Che la struttura segreta denominata Gladio non
fosse un mistero per gli alti vertici militari italiani e gli ambienti dei
servizi di sicurezza – i quali erano tenuti a risponderne in ambito NATO – si
deduce anche dalle dichiarazioni rilasciate da diversi ufficiali nel corso di
inchieste della magistratura italiana o di indagini parlamentari.
Così si esprimerà in proposito lo stesso Gen. De
Lorenzo: "Esiste, presso lo Stato
maggiore della Difesa, a latere del Sifar, l’Ufficio sicurezza del Patto
Atlantico che garantisce la sicurezza dei funzionari cioè di tutti coloro che
vogliono svolgere un certo lavoro…Questo ufficio di sicurezza, che deve reperire
queste notizie, fa capo all’Arma dei Carabinieri, che svolge le indagini. Queste
indagini vengono fatte affluire o all’Ufficio centrale o agli uffici
ministeriali con le considerazioni adeguate. Sulla base di queste considerazioni,
se sono favorevoli, si dà il nulla osta di sicurezza"

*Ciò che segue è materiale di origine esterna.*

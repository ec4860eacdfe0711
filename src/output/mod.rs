//! Output module for reporting scan results
//!
//! This module handles:
//! - Printing the report of a finished scan
//! - Summarizing the match log for the `--stats` mode

pub mod stats;

pub use stats::{load_statistics, print_statistics, MatchStatistics};

use crate::scanner::ScanReport;

/// Prints a finished scan's report to stdout
pub fn print_report(report: &ScanReport) {
    println!("=== Scan Report ===\n");

    println!("Run:");
    println!("  Started: {}", report.started_at.to_rfc3339());
    if let Some(finished) = report.finished_at {
        println!("  Finished: {}", finished.to_rfc3339());
    }
    if let Some(seconds) = report.duration_seconds() {
        println!("  Duration: {}s", seconds);
    }
    println!("  Final phase: {}", report.phase);
    println!();

    println!("Progress:");
    println!("  Start page: {}", report.start_page);
    println!("  Batches: {}", report.batches);
    println!("  Pages fetched: {}", report.pages_fetched);
    println!(
        "  Pages with new addresses: {}",
        report.pages_with_new_addresses
    );
    println!("  Matches recorded: {}", report.matches_recorded);
    match report.checkpoint {
        Some(next) => println!("  Checkpoint: {}", next),
        None => println!("  Checkpoint: unchanged"),
    }

    if !report.failed_pages.is_empty() {
        println!("\nFailed Pages ({}):", report.failed_pages.len());
        let pages: Vec<String> = report.failed_pages.iter().map(u64::to_string).collect();
        println!("  {}", pages.join(", "));
    }
}
//! Telegram bot notifier

use crate::notify::Notifier;
use async_trait::async_trait;
use reqwest::Client;

/// Sends alerts through the Telegram Bot API `sendMessage` method
#[derive(Debug, Clone)]
pub struct TelegramNotifier {
    client: Client,
    endpoint: String,
    chat_id: String,
}

impl TelegramNotifier {
    /// Creates a notifier for `chat_id` using the bot `token`
    ///
    /// `api_base` is normally `https://api.telegram.org`.
    pub fn new(client: Client, api_base: &str, token: &str, chat_id: &str) -> Self {
        Self {
            client,
            endpoint: format!("{}/bot{}/sendMessage", api_base.trim_end_matches('/'), token),
            chat_id: chat_id.to_string(),
        }
    }
}

#[async_trait]
impl Notifier for TelegramNotifier {
    fn name(&self) -> &'static str {
        "telegram"
    }

    async fn notify(&self, message: &str) {
        let params = [("chat_id", self.chat_id.as_str()), ("text", message)];

        match self.client.post(&self.endpoint).form(&params).send().await {
            Ok(response) if response.status().is_success() => {
                tracing::debug!("Telegram notification delivered");
            }
            Ok(response) => {
                tracing::warn!(
                    "Telegram rejected notification (status {})",
                    response.status()
                );
            }
            Err(e) => {
                tracing::warn!("Failed to send Telegram notification: {}", e);
            }
        }
    }
}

Analogamente si espresse il Gen. Vito Miceli, per
anni capo del Sismi – i servizi militari – in occasione del processo nel 1977
per il tentato golpe Borghese del dicembre 1970:
"C’è, ed è sempre esistita, una particolare
organizzazione segretissima, che è a conoscenza anche delle massime autorità
dello Stato. Vista dall’esterno, da un profano, questa organizzazione può
essere interpretata in senso non corretto, potrebbe apparire come qualcosa di
estraneo alla linea ufficiale"
Miceli sostenne che le sue attività rientrassero
nei compiti istituzionali.
Un altro esponente delle forze armate chiamato a
rispondere davanti alla Magistratura di progetti eversivi, il Ten. Col. dei
servizi segreti militari Amos Spiazzi, dopo aver confessato di aver preso parte
ad una cospirazione di destra guidata da un’organizzazione denominata "Rosa dei
Venti" (simbolo ufficiale dell’Alleanza Atlantica) così rispose al giudice che
gli chiese se avesse o meno ricevuto l’ordine di allertare gruppi irregolari di
sostegno alle forze armate nel giugno 1973:
"Ricevetti un ordine da un mio superiore militare,
appartenente all’organizzazione di sicurezza delle forze armate, che non ha
finalità eversive ma si propone di proteggere le istituzioni contro il marxismo.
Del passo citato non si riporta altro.